O PM demitido da Polícia
Militar do Ceará (PMCE) nesta semana por estuprar uma mulher que foi pedir
ajuda em um Juizado de Violência Doméstica e Familiar em Fortaleza foi
condenado a uma pena de 3 anos em regime aberto. A sentença foi dada em
novembro de 2024 pela Vara da Auditoria Militar do Ceará, de acordo com o
Tribunal de Justiça do Ceará (TJCE).
Atualmente, a pena para o
crime de estupro no Código Penal e no Código Penal Militar (CPM), sob qual o
subtenente João Ideusimar da Silva foi julgado, é de seis a 10 anos
de reclusão, mas o crime ocorreu em abril de 2023, antes de a lei
do estupro ficar mais severa no Brasil.
O Diário do
Nordeste encontrou um perfil de rede social do subtenente demitido
Ideusimar e solicitou um posicionamento, mas, até a publicação desta matéria,
não obteve resposta.
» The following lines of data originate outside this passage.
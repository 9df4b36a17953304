// Centralized configuration for simulation parameters

use serde::{Deserialize, Serialize};
use std::time::Duration;

// ====================
// Geometry
// ====================
/// Display radius is derived from z as (1 + z) / RADIUS_DIVISOR.
pub const RADIUS_DIVISOR: f64 = 22.22;
/// Half-width of the cube particles are initially placed in.
pub const PLACEMENT_EXTENT: f64 = 1.0;
/// Re-samples allowed before a worker gives up on finding a free location.
pub const PLACEMENT_ATTEMPTS: usize = 100_000;
/// Re-sample count after which a placement is reported as crowded.
pub const PLACEMENT_WARN_ATTEMPTS: usize = 100;

// ====================
// Force Parameters
// ====================
/// Divides every per-axis force so motion stays visible on screen. Not physical.
pub const FORCE_SCALE: f64 = 100_000.0;
/// Offset of the second potential probe in the finite-difference model.
pub const PROBE_EPSILON: f64 = 0.1;

// ====================
// Timing
// ====================
/// Sleep between two ticks of a worker.
pub const TICK_INTERVAL_MS: u64 = 250;
/// How long the coordinator waits for every particle to be placed.
pub const READY_TIMEOUT_MS: u64 = 10_000;
/// Wall-clock duration of a default run.
pub const RUN_SECONDS: f64 = 5.0;
/// Interval between diagnostics reports during a run.
pub const REPORT_INTERVAL_MS: u64 = 1_000;

// ====================
// Population
// ====================
pub const DEFAULT_ELECTRONS: usize = 8;
pub const DEFAULT_PROTONS: usize = 8;

// ====================
// Threading/Parallelism
// ====================
pub const MIN_THREADS: usize = 3; // Minimum number of threads to use
pub const THREADS_LEAVE_FREE: usize = 2; // Number of logical cores to leave free

/// Pool size when none is configured: max(3, cores) minus the cores left free.
pub fn default_pool_threads() -> usize {
    std::thread::available_parallelism()
        .map(|n| n.get())
        .unwrap_or(MIN_THREADS)
        .max(MIN_THREADS)
        - THREADS_LEAVE_FREE
}

#[derive(Clone, Copy, Debug, PartialEq, Eq, Serialize, Deserialize)]
#[serde(rename_all = "snake_case")]
pub enum ForceModel {
    /// Superposition of k·qᵢ·qⱼ·(rᵢ − rⱼ)/|rᵢ − rⱼ|³ over all other particles.
    Analytic,
    /// Legacy approximation: per-axis field sums whose sign is picked by
    /// comparing the potential at the particle with the potential one probe
    /// offset further along the axis. Kept for output compatibility.
    FiniteDifference,
}

impl Default for ForceModel {
    fn default() -> Self {
        ForceModel::Analytic
    }
}

#[derive(Clone, Copy, Debug, PartialEq, Serialize, Deserialize)]
#[serde(tag = "kind", rename_all = "snake_case")]
pub enum BoundaryKind {
    /// Particles move freely.
    Unbounded,
    /// Particles are kept inside a cube of the given half-width.
    Contain { half_extent: f64 },
}

impl Default for BoundaryKind {
    fn default() -> Self {
        BoundaryKind::Unbounded
    }
}

#[derive(Clone, Copy, Debug, PartialEq, Eq, Serialize, Deserialize)]
#[serde(tag = "mode", rename_all = "snake_case")]
pub enum SpawnMode {
    /// One OS thread per particle.
    ThreadPerParticle,
    /// A fixed number of threads, each driving a share of the particles.
    /// `threads = 0` picks a size from the available cores.
    Pool { threads: usize },
}

impl Default for SpawnMode {
    fn default() -> Self {
        SpawnMode::ThreadPerParticle
    }
}

#[derive(Clone, Debug, PartialEq, Serialize, Deserialize)]
#[serde(default)]
pub struct SimConfig {
    pub force_model: ForceModel,
    /// Divisor applied to per-axis forces
    pub force_scale: f64,
    /// Offset of the second potential probe (finite-difference model only)
    pub probe_epsilon: f64,
    pub placement_extent: f64,
    pub placement_attempts: usize,
    pub boundary: BoundaryKind,
    pub spawn_mode: SpawnMode,
    /// Fixed seed for placement; `None` draws from OS entropy
    pub seed: Option<u64>,
    pub tick_interval_ms: u64,
    pub ready_timeout_ms: u64,
    pub run_seconds: f64,
    pub report_interval_ms: u64,
}

impl Default for SimConfig {
    fn default() -> Self {
        Self {
            force_model: ForceModel::default(),
            force_scale: FORCE_SCALE,
            probe_epsilon: PROBE_EPSILON,
            placement_extent: PLACEMENT_EXTENT,
            placement_attempts: PLACEMENT_ATTEMPTS,
            boundary: BoundaryKind::default(),
            spawn_mode: SpawnMode::default(),
            seed: None,
            tick_interval_ms: TICK_INTERVAL_MS,
            ready_timeout_ms: READY_TIMEOUT_MS,
            run_seconds: RUN_SECONDS,
            report_interval_ms: REPORT_INTERVAL_MS,
        }
    }
}

impl SimConfig {
    pub fn tick_interval(&self) -> Duration {
        Duration::from_millis(self.tick_interval_ms)
    }

    pub fn ready_timeout(&self) -> Duration {
        Duration::from_millis(self.ready_timeout_ms)
    }

    pub fn report_interval(&self) -> Duration {
        Duration::from_millis(self.report_interval_ms)
    }

    pub fn run_duration(&self) -> Duration {
        Duration::from_secs_f64(self.run_seconds.max(0.0))
    }
}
O agente de segurança que cometeu o estupro durante o
turno de trabalho teve a demissão
publicada pela Controladoria Geral de Disciplina dos Órgãos da
Segurança Pública e Sistema Penitenciário do Ceará (CGD) no Diário Oficial do
Estado (DOE) dessa quarta-feira (12).
Por que o crime teve uma
pena menor?
O advogado criminalista e
professor titular da Unifor e da Universidade Federal do Ceará (UFC), Nestor
Santiago, destaca o fato de o crime ter sido julgado na Vara Militar, pois o
Código Penal Militar (CPM) prevê que "estando o militar em serviço ou
atuando em razão da função, e nessa condição praticando crime contra civil,
trata-se de crime militar".
A reportagem questionou o
Ministério Público do Ceará (MPCE) para saber se houve recurso contra a
dosimetria da pena e aguarda retorno.
De acordo com o TJCE,
"o caso tramitou em segredo de Justiça para proteção da vítima. Por esse
motivo, mais informações não podem ser divulgadas".